Regarding health care visits, totally 3854 registered visits were identified for the 472 individuals included. Of these, 54.6% (n = 2103) were planned, 44.0% (n = 1695) were unplanned, and 1.4% (n = 56) lacked information for these two types of visits. More than half of the visits, 67.0% (n = 2582) were outpatient health care thus inpatient 33% (n = 1272). Inpatient care visits represented 9.9% (n = 209) of the planned visits and 64.5% (n = 1094) of the unplanned visits. All 56 visits that lacked information on whether they were planned or unplanned were made in outpatient specialist care. The most frequently visited department was the internal medicine department, to which 791 visits (20.5%) were made (Table 1). Of these, 38.7% were outpatient health care visit, and 19.8% were planned. Inpatient care in the internal medicine department were 61.3, and 78.5% were unplanned visit.
Planned visits – adherence to specific medical guidelines
On the ICD-10 block level, the most common cause for a planned visit was disorders of lens (H25-H28), followed by chromosomal abnormalities, not elsewhere classified (Q90-Q99; Appendix 2). When assessing specific diagnosis (single ICD-10 codes), (Appendix 2), the most common cause for a planned visit for individuals in this cohort was senile cataract, unspecified (H25.9, 21.0%, n = 99, with 190 visits), followed by epilepsy, unspecified (G40.9, 6.0%, n = 30, with 66 visits).
When aggregating diagnoses according to known problems described in the specific medical guidelines (Table 2), the most common cause for a planned visit was cataract, followed by epilepsy, arthrosis and dementia.

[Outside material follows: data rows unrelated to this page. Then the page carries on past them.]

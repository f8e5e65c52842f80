use std::path::{Path, PathBuf};
use std::sync::Arc;
use std::time::Duration;

use anyhow::{bail, Context, Result};
use clap::{Args, Parser, Subcommand};
use serde_json::json;
use tokio::io::{AsyncBufReadExt, AsyncWriteExt, BufReader};
use tokio::sync::{broadcast, mpsc};
use tracing::{debug, error, info, warn};

use hardsub_lib::core::ffmpeg::{
    BurnOutcome, BurnRequest, Burner, FFmpegBurner, InvocationEvent, LogCategory,
};
use hardsub_lib::core::queue::{JobDescriptor, QueueProcessor};
use hardsub_lib::core::settings::{
    default_settings_dir, EncodingSettingsPatch, HardwareEncoder, QualityPreset, SettingsManager,
    VideoCodec,
};
use hardsub_lib::ipc::{handle_json, BroadcastEventSink, ChannelEventSink, QueueEvent};

#[derive(Parser)]
#[command(name = "hardsub")]
#[command(about = "Burn ASS subtitles into videos with FFmpeg, one file or a whole queue")]
#[command(version)]
struct Cli {
    #[command(subcommand)]
    command: Commands,

    /// FFmpeg executable (defaults to HARDSUB_FFMPEG, then auto-detection)
    #[arg(long, global = true)]
    ffmpeg: Option<PathBuf>,

    /// Settings directory
    #[arg(long, global = true)]
    settings_dir: Option<PathBuf>,

    /// Also write daily rolling log files to this directory
    #[arg(long, global = true)]
    log_dir: Option<PathBuf>,
}

#[derive(Subcommand)]
enum Commands {
    /// Burn subtitles into a single video
    Burn {
        /// Source video
        #[arg(short, long)]
        video: PathBuf,

        /// ASS subtitle file
        #[arg(short, long)]
        subtitle: PathBuf,

        /// Output file (relative paths are placed next to the video)
        #[arg(short, long)]
        output: Option<PathBuf>,

        #[command(flatten)]
        encoding: EncodingArgs,
    },

    /// Run a batch of jobs from a JSON file
    Queue {
        /// JSON array of {"videoPath", "subtitlePath", "outputPath"} objects
        jobs: PathBuf,

        #[command(flatten)]
        encoding: EncodingArgs,
    },

    /// Serve the queue over stdin/stdout as JSON lines
    Serve,

    /// Check FFmpeg for hardware encoders
    CheckGpu,

    /// Show or change persisted settings
    Settings {
        #[command(subcommand)]
        action: SettingsAction,
    },
}

#[derive(Subcommand)]
enum SettingsAction {
    /// Print the current settings
    Show,
    /// Update encoding settings
    Set {
        #[command(flatten)]
        encoding: EncodingArgs,
    },
    /// Restore defaults
    Reset,
}

#[derive(Args, Debug, Default)]
struct EncodingArgs {
    /// Bitrate preset (ultra, high, medium, low)
    #[arg(long)]
    quality: Option<QualityPreset>,

    /// Target video bitrate, e.g. 2400k (overrides --quality)
    #[arg(long)]
    bitrate: Option<String>,

    /// Encode with a hardware encoder
    #[arg(long)]
    gpu: bool,

    /// Encode in software even if settings enable the GPU
    #[arg(long, conflicts_with = "gpu")]
    cpu: bool,

    /// Decode with hardware acceleration
    #[arg(long)]
    gpu_decode: bool,

    /// Video codec (h264, hevc)
    #[arg(long)]
    codec: Option<VideoCodec>,

    /// Hardware encoder backend (nvenc, qsv, amf)
    #[arg(long)]
    encoder: Option<HardwareEncoder>,

    /// Constant-quality value for quality-constrained rate control (0-51)
    #[arg(long)]
    cq: Option<u8>,

    /// Output resolution as WIDTHxHEIGHT
    #[arg(long)]
    scale: Option<String>,
}

impl EncodingArgs {
    fn to_patch(&self) -> Result<EncodingSettingsPatch> {
        let mut patch = self
            .quality
            .map(EncodingSettingsPatch::from_quality_preset)
            .unwrap_or_default();

        if let Some(bitrate) = &self.bitrate {
            patch.bitrate = Some(bitrate.clone());
        }
        if self.gpu {
            patch.acceleration_enabled = Some(true);
        } else if self.cpu {
            patch.acceleration_enabled = Some(false);
        }
        if self.gpu_decode {
            patch.decode_acceleration = Some(true);
        }
        patch.codec = self.codec;
        patch.hardware_encoder = self.encoder;
        patch.quality_param = self.cq;

        if let Some(scale) = &self.scale {
            let (width, height) = parse_scale(scale)?;
            patch.scale_width = Some(Some(width));
            patch.scale_height = Some(Some(height));
        }

        Ok(patch)
    }
}

fn parse_scale(value: &str) -> Result<(u32, u32)> {
    let (w, h) = value
        .split_once(['x', 'X', ':'])
        .with_context(|| format!("Scale must look like 1280x720, got {}", value))?;
    let width = w.trim().parse().context("Invalid scale width")?;
    let height = h.trim().parse().context("Invalid scale height")?;
    Ok((width, height))
}

struct AppContext {
    ffmpeg: Option<PathBuf>,
    settings: SettingsManager,
}

impl AppContext {
    fn burner(&self) -> Result<FFmpegBurner> {
        match &self.ffmpeg {
            Some(path) => Ok(FFmpegBurner::new(path)),
            None => FFmpegBurner::detect().context("Could not locate FFmpeg"),
        }
    }
}

#[tokio::main]
async fn main() -> Result<()> {
    let cli = Cli::parse();

    hardsub_lib::init_logging(cli.log_dir.as_deref());

    let settings_dir = cli.settings_dir.unwrap_or_else(default_settings_dir);
    let ctx = AppContext {
        ffmpeg: cli.ffmpeg,
        settings: SettingsManager::new(settings_dir),
    };

    match cli.command {
        Commands::Burn {
            video,
            subtitle,
            output,
            encoding,
        } => run_burn(&ctx, video, subtitle, output, &encoding).await,
        Commands::Queue { jobs, encoding } => run_queue(&ctx, &jobs, &encoding).await,
        Commands::Serve => run_serve(&ctx).await,
        Commands::CheckGpu => run_check_gpu(&ctx).await,
        Commands::Settings { action } => run_settings(&ctx, action),
    }
}

// =============================================================================
// Single Burn
// =============================================================================

async fn run_burn(
    ctx: &AppContext,
    video: PathBuf,
    subtitle: PathBuf,
    output: Option<PathBuf>,
    encoding: &EncodingArgs,
) -> Result<()> {
    let app_settings = ctx.settings.load();
    let mut settings = app_settings.encoding.clone();
    settings.apply(&encoding.to_patch()?);

    let output = output.unwrap_or_else(|| app_settings.output.default_output_path(&video));
    let burner = Arc::new(ctx.burner()?);

    let (tx, mut rx) = mpsc::unbounded_channel();
    let printer = tokio::spawn(async move {
        while let Some(event) = rx.recv().await {
            print_invocation_event(&event);
        }
    });

    let watcher = {
        let burner = Arc::clone(&burner);
        tokio::spawn(async move {
            if tokio::signal::ctrl_c().await.is_ok() {
                burner.cancel();
            }
        })
    };

    let request = BurnRequest::new(video, subtitle, output, settings);
    let result = burner.burn(request, tx).await;
    watcher.abort();
    let _ = tokio::time::timeout(Duration::from_secs(1), printer).await;
    eprintln!();

    match result? {
        BurnOutcome::Completed { output_path } => {
            println!("{}", output_path.display());
            Ok(())
        }
        BurnOutcome::Cancelled => bail!("Burn cancelled"),
    }
}

fn print_invocation_event(event: &InvocationEvent) {
    match event {
        InvocationEvent::Progress(p) => {
            eprint!(
                "\r{:>6.2}%  time={}  fps={:.1}  speed={}  eta={}    ",
                p.percentage,
                p.time,
                p.fps,
                p.speed,
                p.eta.as_deref().unwrap_or("-")
            );
        }
        InvocationEvent::Log { line, category } => log_line(*category, line),
        InvocationEvent::Completed { .. } | InvocationEvent::Failed { .. } => {}
    }
}

fn log_line(category: LogCategory, line: &str) {
    match category {
        LogCategory::Error => error!(target: "ffmpeg", "{}", line),
        LogCategory::Warning => warn!(target: "ffmpeg", "{}", line),
        LogCategory::Debug | LogCategory::Metadata => debug!(target: "ffmpeg", "{}", line),
        LogCategory::Info | LogCategory::Success => info!(target: "ffmpeg", "{}", line),
    }
}

// =============================================================================
// Batch Queue
// =============================================================================

async fn run_queue(ctx: &AppContext, jobs_file: &Path, encoding: &EncodingArgs) -> Result<()> {
    let raw = std::fs::read_to_string(jobs_file)
        .with_context(|| format!("Failed to read {}", jobs_file.display()))?;
    let jobs: Vec<JobDescriptor> = serde_json::from_str(&raw)
        .with_context(|| format!("Invalid jobs file {}", jobs_file.display()))?;
    if jobs.is_empty() {
        bail!("No jobs in {}", jobs_file.display());
    }

    let mut settings = ctx.settings.load().encoding;
    settings.apply(&encoding.to_patch()?);

    let burner: Arc<dyn Burner> = Arc::new(ctx.burner()?);
    let (sink, mut events) = ChannelEventSink::new();
    let processor = QueueProcessor::with_settings(burner, Arc::new(sink), settings);

    processor.add_items(jobs);
    processor.start();

    let watcher = {
        let processor = Arc::clone(&processor);
        tokio::spawn(async move {
            if tokio::signal::ctrl_c().await.is_ok() {
                warn!("Interrupted: stopping the queue");
                processor.pause();
                processor.cancel_current();
            }
        })
    };

    loop {
        tokio::select! {
            Some(event) = events.recv() => print_queue_event(&event),
            _ = processor.wait_idle() => break,
        }
    }
    while let Ok(event) = events.try_recv() {
        print_queue_event(&event);
    }
    watcher.abort();

    let stats = processor.get_stats();
    println!("{}", serde_json::to_string_pretty(&stats)?);

    if stats.error > 0 || stats.cancelled > 0 || stats.pending > 0 {
        bail!(
            "{} of {} job(s) did not complete",
            stats.total - stats.completed,
            stats.total
        );
    }
    Ok(())
}

fn print_queue_event(event: &QueueEvent) {
    match event {
        QueueEvent::ItemProgress { progress, .. } => {
            eprint!(
                "\r{:>6.2}%  time={}  speed={}  eta={}    ",
                progress.percentage,
                progress.time,
                progress.speed,
                progress.eta.as_deref().unwrap_or("-")
            );
        }
        QueueEvent::ItemLog { line, category, .. } => log_line(*category, line),
        QueueEvent::ItemCompleted { output_path, .. } => {
            eprintln!();
            info!("Completed: {}", output_path.display());
        }
        QueueEvent::ItemError { job_id, message } => {
            eprintln!();
            error!(job_id = %job_id, "Failed: {}", message);
        }
        QueueEvent::QueueCompleted => info!("Queue completed"),
        QueueEvent::QueueUpdated { .. } | QueueEvent::ItemUpdated { .. } => {}
    }
}

// =============================================================================
// JSON Lines Server
// =============================================================================

async fn run_serve(ctx: &AppContext) -> Result<()> {
    let burner = match ctx.burner() {
        Ok(burner) => burner,
        Err(e) => {
            warn!("{:#}; jobs will fail until FFmpeg is installed", e);
            FFmpegBurner::new("ffmpeg")
        }
    };

    let sink = Arc::new(BroadcastEventSink::new(1024));
    let mut events = sink.subscribe();
    let processor =
        QueueProcessor::with_settings(Arc::new(burner), sink, ctx.settings.load().encoding);

    let (out_tx, mut out_rx) = mpsc::unbounded_channel::<String>();

    let writer = tokio::spawn(async move {
        let mut stdout = tokio::io::stdout();
        while let Some(line) = out_rx.recv().await {
            if stdout.write_all(line.as_bytes()).await.is_err()
                || stdout.write_all(b"\n").await.is_err()
                || stdout.flush().await.is_err()
            {
                break;
            }
        }
    });

    let forwarder = {
        let out_tx = out_tx.clone();
        tokio::spawn(async move {
            loop {
                match events.recv().await {
                    Ok(event) => {
                        let line = json!({
                            "type": "event",
                            "name": event.name(),
                            "payload": event,
                        });
                        if out_tx.send(line.to_string()).is_err() {
                            break;
                        }
                    }
                    Err(broadcast::error::RecvError::Lagged(skipped)) => {
                        warn!("Event stream lagged, {} event(s) dropped", skipped);
                    }
                    Err(broadcast::error::RecvError::Closed) => break,
                }
            }
        })
    };

    info!("Serving queue commands on stdin");
    let mut lines = BufReader::new(tokio::io::stdin()).lines();
    while let Some(line) = lines.next_line().await? {
        if line.trim().is_empty() {
            continue;
        }
        let response = handle_json(&processor, &line).await;
        let reply = json!({ "type": "response", "response": response });
        if out_tx.send(reply.to_string()).is_err() {
            break;
        }
    }

    info!("Input closed, stopping the queue");
    processor.pause();
    processor.cancel_current();
    processor.wait_idle().await;

    forwarder.abort();
    drop(out_tx);
    let _ = writer.await;
    Ok(())
}

// =============================================================================
// Misc Commands
// =============================================================================

async fn run_check_gpu(ctx: &AppContext) -> Result<()> {
    let availability = match ctx.burner() {
        Ok(burner) => burner.check_availability().await,
        Err(e) => {
            debug!("{:#}", e);
            hardsub_lib::core::ffmpeg::EncoderAvailability::unavailable("FFmpeg not found")
        }
    };
    println!("{}", serde_json::to_string_pretty(&availability)?);
    Ok(())
}

fn run_settings(ctx: &AppContext, action: SettingsAction) -> Result<()> {
    let settings = match action {
        SettingsAction::Show => ctx.settings.load(),
        SettingsAction::Set { encoding } => {
            let mut settings = ctx.settings.load();
            settings.encoding.apply(&encoding.to_patch()?);
            ctx.settings.save(&settings)?
        }
        SettingsAction::Reset => ctx.settings.reset()?,
    };
    println!("{}", serde_json::to_string_pretty(&settings)?);
    Ok(())
}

Unplanned visits – potentially unmet health care needs
The most common cause for an unplanned visit, on the ICD-10 block level, was influenza and pneumonia (J09-J18), followed by general symptoms and signs (R50-R69; Appendix 2).
For the aggregated diagnoses described above, pneumonia, pain and fractures each corresponded to at least one unplanned visit for more than one-fourth of the study cohort (Table 3). A fracture of femur was the most common type of fracture (S72, 11.2%, n = 53, with 62 visits); the most common type of pain was abdominal pain (R10, 13.6%, n = 64, with 143 visits).
Gender differences – diagnosis and type of health care visit
Regarding primary diagnosis (main cause) of the planned health care visit, more women than men have had at least one planned visit for cataract, dementia, epilepsy, and arthrosis (Table 2). Regarding the four most frequent primary diagnoses (Table 3), fractures accounted for at least one unplanned visit for almost one third of the women and about one fifth among men, and epilepsy, including seizure, accounted for at least one unplanned visit for one-fourth of the women and one eighth among men. In contrast, more men than women had had at least one unplanned visit for pneumonia (Table 3).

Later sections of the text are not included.